* **Stored data entries**:
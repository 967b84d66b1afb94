//! Compensating actions for fixtures created during a scenario.
//!
//! Every step that mutates the system under test records the inverse of its
//! mutation on the scenario's [`CompensationStack`]. When the scenario ends the
//! stack is flushed newest-first, so later fixtures that depend on earlier ones
//! are torn down before the things they depend on.
//!
//! A flush always attempts every recorded action. Failures are collected into a
//! single [`CleanupError`] instead of stopping at the first one, so the report
//! names every fixture that may have leaked.

use std::fmt;

use tracing::{debug, warn};

use crate::error::{CleanupError, Result, UndoFailure};

/// A recorded inverse of one mutation.
///
/// The action captures its arguments at record time; replaying it needs no
/// state from the step that recorded it.
pub type UndoAction<'a> = Box<dyn FnOnce() -> Result<()> + 'a>;

struct UndoEntry<'a> {
    operation: String,
    arguments: Vec<String>,
    action: UndoAction<'a>,
}

/// Per-scenario LIFO stack of compensating actions.
#[derive(Default)]
pub struct CompensationStack<'a> {
    entries: Vec<UndoEntry<'a>>,
}

impl fmt::Debug for CompensationStack<'_> {
    fn fmt(&self, f: &mut fmt::Formatter<'_>) -> fmt::Result {
        f.debug_struct("CompensationStack")
            .field("pending", &self.pending())
            .finish()
    }
}

impl<'a> CompensationStack<'a> {
    /// Create an empty stack.
    #[must_use]
    pub const fn new() -> Self {
        Self {
            entries: Vec::new(),
        }
    }

    /// Record a compensating action.
    ///
    /// `operation` and `arguments` describe the action for logs and cleanup
    /// reports only; they are never interpreted.
    pub fn record<F>(&mut self, operation: impl Into<String>, arguments: Vec<String>, action: F)
    where
        F: FnOnce() -> Result<()> + 'a,
    {
        let name = operation.into();
        debug!(
            operation = name.as_str(),
            arguments = ?arguments,
            "recorded compensating action"
        );
        self.entries.push(UndoEntry {
            operation: name,
            arguments,
            action: Box::new(action),
        });
    }

    /// Number of actions waiting to run.
    #[must_use]
    pub const fn len(&self) -> usize {
        self.entries.len()
    }

    /// Whether no actions are waiting to run.
    #[must_use]
    pub const fn is_empty(&self) -> bool {
        self.entries.is_empty()
    }

    /// Operation names in the order a flush would run them.
    #[must_use]
    pub fn pending(&self) -> Vec<&str> {
        self.entries
            .iter()
            .rev()
            .map(|entry| entry.operation.as_str())
            .collect()
    }

    /// Run every recorded action, newest first, and empty the stack.
    ///
    /// The stack is empty when this returns, whether or not actions failed, so
    /// a second flush is a no-op.
    ///
    /// # Errors
    ///
    /// Returns a `CleanupError` listing every action that failed, in the order
    /// they were attempted.
    pub fn flush(&mut self) -> std::result::Result<(), CleanupError> {
        let entries = std::mem::take(&mut self.entries);
        if entries.is_empty() {
            return Ok(());
        }

        debug!(count = entries.len(), "flushing compensating actions");
        let mut failures = Vec::new();
        for entry in entries.into_iter().rev() {
            let UndoEntry {
                operation,
                arguments,
                action,
            } = entry;
            if let Err(error) = action() {
                warn!(
                    operation = operation.as_str(),
                    arguments = ?arguments,
                    error = %error,
                    "compensating action failed"
                );
                failures.push(UndoFailure {
                    operation,
                    arguments,
                    message: error.to_string(),
                });
            }
        }

        if failures.is_empty() {
            Ok(())
        } else {
            Err(CleanupError { failures })
        }
    }
}
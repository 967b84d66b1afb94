//! Configuration data types for stepkit.

use ortho_config::{OrthoConfig, OrthoResult, PostMergeContext, PostMergeHook};
use serde::{Deserialize, Serialize};
use smart_default::SmartDefault;

use crate::blocks::LayoutVariant;
use crate::error::{ConfigError, Result};
use crate::wait::{DEFAULT_AJAX_TIMEOUT_SECS, DEFAULT_TIMEOUT_SECS};

/// Condition wait budgets.
#[derive(Debug, Clone, PartialEq, Eq, SmartDefault, Deserialize, Serialize)]
#[serde(default)]
pub struct WaitConfig {
    /// Budget, in seconds, for waits that do not name their own timeout.
    #[default(DEFAULT_TIMEOUT_SECS)]
    pub default_timeout_secs: u64,

    /// Budget, in seconds, for AJAX settling after UI actions.
    #[default(DEFAULT_AJAX_TIMEOUT_SECS)]
    pub ajax_timeout_secs: u64,
}

/// Identity escalation settings.
#[derive(Debug, Clone, PartialEq, Eq, SmartDefault, Deserialize, Serialize)]
#[serde(default)]
pub struct IdentityConfig {
    /// Roles acquired by [`Scenario::escalate`](crate::scenario::Scenario::escalate).
    #[default(_code = "vec![String::from(\"administrator\")]")]
    pub escalation_roles: Vec<String>,
}

/// Root harness configuration.
///
/// Loaded with layered precedence (lowest to highest): defaults,
/// configuration file, environment variables.
///
/// Configuration files are discovered in this order:
/// 1. An explicit path passed to [`load_config`](crate::config::load_config)
/// 2. Path specified via the `STEPKIT_CONFIG_PATH` environment variable
/// 3. `.stepkit.toml` in the current working directory
/// 4. `.stepkit.toml` in the home directory
/// 5. `~/.config/stepkit/config.toml` (XDG default)
#[derive(Debug, Clone, Default, PartialEq, Eq, Deserialize, Serialize, OrthoConfig)]
#[ortho_config(
    prefix = "STEPKIT",
    post_merge_hook,
    discovery(
        app_name = "stepkit",
        env_var = "STEPKIT_CONFIG_PATH",
        config_file_name = "config.toml",
        dotfile_name = ".stepkit.toml",
    )
)]
pub struct HarnessConfig {
    /// The layout subsystem active in the environment under test.
    #[serde(default)]
    #[ortho_config(skip_cli)]
    pub layout: LayoutVariant,

    /// Condition wait budgets.
    #[serde(default)]
    #[ortho_config(skip_cli)]
    pub wait: WaitConfig,

    /// Identity escalation settings.
    #[serde(default)]
    #[ortho_config(skip_cli)]
    pub identity: IdentityConfig,
}

impl HarnessConfig {
    /// Check values the type system cannot.
    ///
    /// # Errors
    ///
    /// Returns `ConfigError::InvalidValue` for a zero timeout or an empty
    /// escalation role list.
    pub fn validate(&self) -> Result<()> {
        let positive = [
            ("wait.default_timeout_secs", self.wait.default_timeout_secs),
            ("wait.ajax_timeout_secs", self.wait.ajax_timeout_secs),
        ];
        if let Some((field, _)) = positive.iter().find(|(_, seconds)| *seconds == 0) {
            return Err(ConfigError::InvalidValue {
                field: String::from(*field),
                reason: String::from("must be a positive number of seconds"),
            }
            .into());
        }
        if self.identity.escalation_roles.is_empty() {
            return Err(ConfigError::InvalidValue {
                field: String::from("identity.escalation_roles"),
                reason: String::from("at least one role is required"),
            }
            .into());
        }
        Ok(())
    }

    /// Trim escalation roles, dropping blanks and duplicates.
    ///
    /// Order is preserved so the first mention of a role wins.
    pub fn normalise_roles(&mut self) {
        let mut kept: Vec<String> = Vec::with_capacity(self.identity.escalation_roles.len());
        for role in self.identity.escalation_roles.drain(..) {
            let trimmed = role.trim();
            if !trimmed.is_empty() && !kept.iter().any(|existing| existing == trimmed) {
                kept.push(String::from(trimmed));
            }
        }
        self.identity.escalation_roles = kept;
    }
}

impl PostMergeHook for HarnessConfig {
    fn post_merge(&mut self, _ctx: &PostMergeContext) -> OrthoResult<()> {
        self.normalise_roles();
        Ok(())
    }
}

* **Exercise brief**:
Wherever the string "depend" appears in the entries above, return the line it appears on.

* **Response for this exercise**:
//! stack is flushed newest-first, so later fixtures that depend on earlier ones
//! are torn down before the things they depend on.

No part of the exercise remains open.